Let’s think about the main reason for offering an assessment to people: it’s to get their honest answers, right? Are you doing that already? If not, how do you go about wording your assessment questions to achieve an unbiased result? We’ll dive into some best practices and what-not-to-do’s below to help you easily create more engaging, accurate, and unbiased assessments.
Avoid Leading Words
One way to reduce bias across your assessments is to avoid using leading words. These words, such as asking how much someone “likes” or “enjoys” something, could subconsciously drive a respondent to a certain answer. It’s easy to think of questions like “Do you like driving?” Even if you do not mean to, it’s easy to phrase a question positively or negatively that could affect the answer outcome. Instead, remove positive or negative connotations, such as “How do you feel about driving?”
Avoid Assumptions and Suggestions
Similar to how leading words can drive a respondent to a certain answer, the way you word your assessment questions can provide strong suggestions one way or another. “How much do you enjoy doing water sports?” This question assumes you like water sports a little bit and asks how much. What if you actually don’t like water sports at all? Your opportunity to answer that question accurately is already gone — because the assumption and suggestion of liking them are inherently built into the question.

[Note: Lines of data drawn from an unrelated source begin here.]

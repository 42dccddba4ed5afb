//! 统一配置中心
//!
//! 提供中继服务的全局配置，包括：
//! - 监听地址
//! - JWT 准入校验
//! - 连接注册表与主题索引的策略
//!
//! 加载顺序：内置默认值 -> 可选配置文件（`APP_CONFIG_FILE`）-> 环境变量（`APP_*`，层级用 `__` 分隔）。

use figment::{
    providers::{Env, Format, Json, Serialized, Toml, Yaml},
    Figment,
};
use serde::{Deserialize, Serialize};

const DEV_JWT_SECRET: &str = "dev-secret-key-not-for-production-use";
/// token 有效期上限（一年）
const MAX_EXPIRATION_HOURS: i64 = 24 * 365;

/// 全局应用配置
#[derive(Debug, Clone, Serialize, Deserialize)]
pub struct AppConfig {
    /// 服务配置
    pub server: ServerConfig,
    /// JWT认证配置
    pub jwt: JwtConfig,
    /// 中继配置
    pub relay: RelayConfig,
}

/// 服务器配置
#[derive(Debug, Clone, Serialize, Deserialize)]
pub struct ServerConfig {
    pub host: String,
    pub port: u16,
}

/// JWT配置
#[derive(Debug, Clone, Serialize, Deserialize)]
pub struct JwtConfig {
    pub secret: String,
    pub expiration_hours: i64,
}

/// 中继配置
#[derive(Debug, Clone, Serialize, Deserialize)]
pub struct RelayConfig {
    /// 每个连接出站缓冲区的帧数
    pub outbound_buffer: usize,
    /// 同一用户重复连接时的处理方式
    pub reconnect_policy: ReconnectPolicy,
    /// 断开连接时是否同时清理该用户的主题订阅
    pub prune_subscriptions_on_disconnect: bool,
}

/// 重复连接策略
#[derive(Debug, Clone, Copy, Default, PartialEq, Eq, Serialize, Deserialize)]
#[serde(rename_all = "lowercase")]
pub enum ReconnectPolicy {
    /// 新连接生效，旧连接收到关闭帧
    #[default]
    Replace,
    /// 保留旧连接，拒绝新连接
    Reject,
}

impl Default for AppConfig {
    fn default() -> Self {
        Self {
            server: ServerConfig {
                host: "127.0.0.1".into(),
                port: 8080,
            },
            jwt: JwtConfig {
                secret: DEV_JWT_SECRET.into(),
                expiration_hours: 24,
            },
            relay: RelayConfig {
                outbound_buffer: 64,
                reconnect_policy: ReconnectPolicy::Replace,
                prune_subscriptions_on_disconnect: true,
            },
        }
    }
}

impl AppConfig {
    /// 按默认顺序加载并校验配置
    pub fn load() -> Result<Self, ConfigError> {
        Self::from_figment(Self::figment())
    }

    /// 构造默认的配置来源链
    pub fn figment() -> Figment {
        let mut fig = Figment::from(Serialized::defaults(AppConfig::default()));
        if let Ok(path) = std::env::var("APP_CONFIG_FILE") {
            if path.ends_with(".yml") || path.ends_with(".yaml") {
                fig = fig.merge(Yaml::file(path));
            } else if path.ends_with(".json") {
                fig = fig.merge(Json::file(path));
            } else {
                fig = fig.merge(Toml::file(path));
            }
        }
        fig.merge(Env::prefixed("APP_").split("__"))
    }

    pub fn from_figment(figment: Figment) -> Result<Self, ConfigError> {
        let config: AppConfig = figment.extract()?;
        config.validate()?;
        Ok(config)
    }

    /// 验证配置有效性
    pub fn validate(&self) -> Result<(), ConfigError> {
        if self.server.host.trim().is_empty() {
            return Err(ConfigError::InvalidServerConfig(
                "host cannot be empty".to_string(),
            ));
        }

        if self.server.port == 0 {
            return Err(ConfigError::InvalidServerPort(
                "port must be greater than 0".to_string(),
            ));
        }

        if self.jwt.secret.len() < 16 {
            return Err(ConfigError::InvalidJwtSecret(
                "JWT secret must be at least 16 characters long".to_string(),
            ));
        }

        if self.jwt.expiration_hours <= 0 {
            return Err(ConfigError::InvalidJwtSecret(
                "expiration hours must be positive".to_string(),
            ));
        }

        if self.jwt.expiration_hours > MAX_EXPIRATION_HOURS {
            return Err(ConfigError::InvalidJwtSecret(format!(
                "expiration hours must not exceed {MAX_EXPIRATION_HOURS}"
            )));
        }

        if self.relay.outbound_buffer == 0 {
            return Err(ConfigError::InvalidRelayConfig(
                "outbound buffer must be greater than 0".to_string(),
            ));
        }

        Ok(())
    }

    /// 是否仍在使用内置的开发密钥
    pub fn uses_development_secret(&self) -> bool {
        self.jwt.secret == DEV_JWT_SECRET
    }

    pub fn bind_address(&self) -> String {
        format!("{}:{}", self.server.host, self.server.port)
    }
}

/// 配置错误类型
#[derive(Debug, thiserror::Error)]
pub enum ConfigError {
    #[error("Failed to extract configuration: {0}")]
    Extract(#[from] figment::Error),
    #[error("Invalid JWT configuration: {0}")]
    InvalidJwtSecret(String),
    #[error("Invalid server port: {0}")]
    InvalidServerPort(String),
    #[error("Invalid server configuration: {0}")]
    InvalidServerConfig(String),
    #[error("Invalid relay configuration: {0}")]
    InvalidRelayConfig(String),
}
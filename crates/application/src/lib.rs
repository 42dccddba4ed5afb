//! 应用层实现。
//!
//! 围绕领域模型提供中继用例：连接注册表、主题索引、广播/点对点发送，
//! 以及把客户端帧路由到这些操作的分发器。

pub mod dispatch;
pub mod error;
pub mod registry;
pub mod relay;
pub mod topics;

pub use dispatch::Dispatcher;
pub use error::RelayError;
pub use registry::{ConnectionRegistry, SharedHandle};
pub use relay::{BroadcastReport, Relay, RelayPolicy, RelayStats};
pub use topics::TopicIndex;
use std::sync::Arc;

use application::{Dispatcher, Relay, RelayPolicy};
use config::AppConfig;

use crate::JwtService;

#[derive(Clone)]
pub struct AppState {
    pub relay: Arc<Relay>,
    pub dispatcher: Dispatcher,
    pub jwt_service: Arc<JwtService>,
    /// 每条连接出站队列的容量
    pub outbound_buffer: usize,
}

impl AppState {
    pub fn new(relay: Arc<Relay>, jwt_service: Arc<JwtService>, outbound_buffer: usize) -> Self {
        Self {
            dispatcher: Dispatcher::new(relay.clone()),
            relay,
            jwt_service,
            outbound_buffer,
        }
    }

    pub fn from_config(config: &AppConfig) -> Self {
        let relay = Arc::new(Relay::new(RelayPolicy::from(&config.relay)));
        let jwt_service = Arc::new(JwtService::new(config.jwt.clone()));
        Self::new(relay, jwt_service, config.relay.outbound_buffer)
    }
}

Another good rule of thumb is not to guide an assessment respondent to a certain answer – whether through language in the question or in your answers. Make sure your answers are distinct in and of themselves – there’s no point in having multiple choice or multiple answers if they all point towards the same main answer or topic at the end of the day.
Avoid Combining Questions
Combined questions are a common mistake and can lead to assessment respondents only answering one part of your question. Let’s say you’re a business consultant and ask a respondent “How do you feel about your employer and fellow employees?” These are two totally separate questions and could have vastly different responses. One may be positive, and one may be negative. A respondent will usually only focus on one of the question components, and what’s worse is that you will not know which one. Or perhaps they’ll answer about both, but more generically. To get down to the true results and answers, check any assessment questions you have that seem to combine and separate them out. It will create clearer results for you and a more streamlined process for your respondents!
Keep it Simple
Keeping your assessment questions simple is the best way to avoid confusion or bias. Really take the time to read through your questions carefully and pare them down as far as you can. If and when you build them back up, be sure you’re avoiding the common mistakes above. Sometimes it’s easy to fall into the trap of common phrases and idioms, but those can confuse a respondent in a scenario such as an assessment. This is one time when neutral language and phrasing can actually help you – so take advantage of the opportunity! Then, use your reporting and follow-up with respondents to really let you, your personality, and your business shine.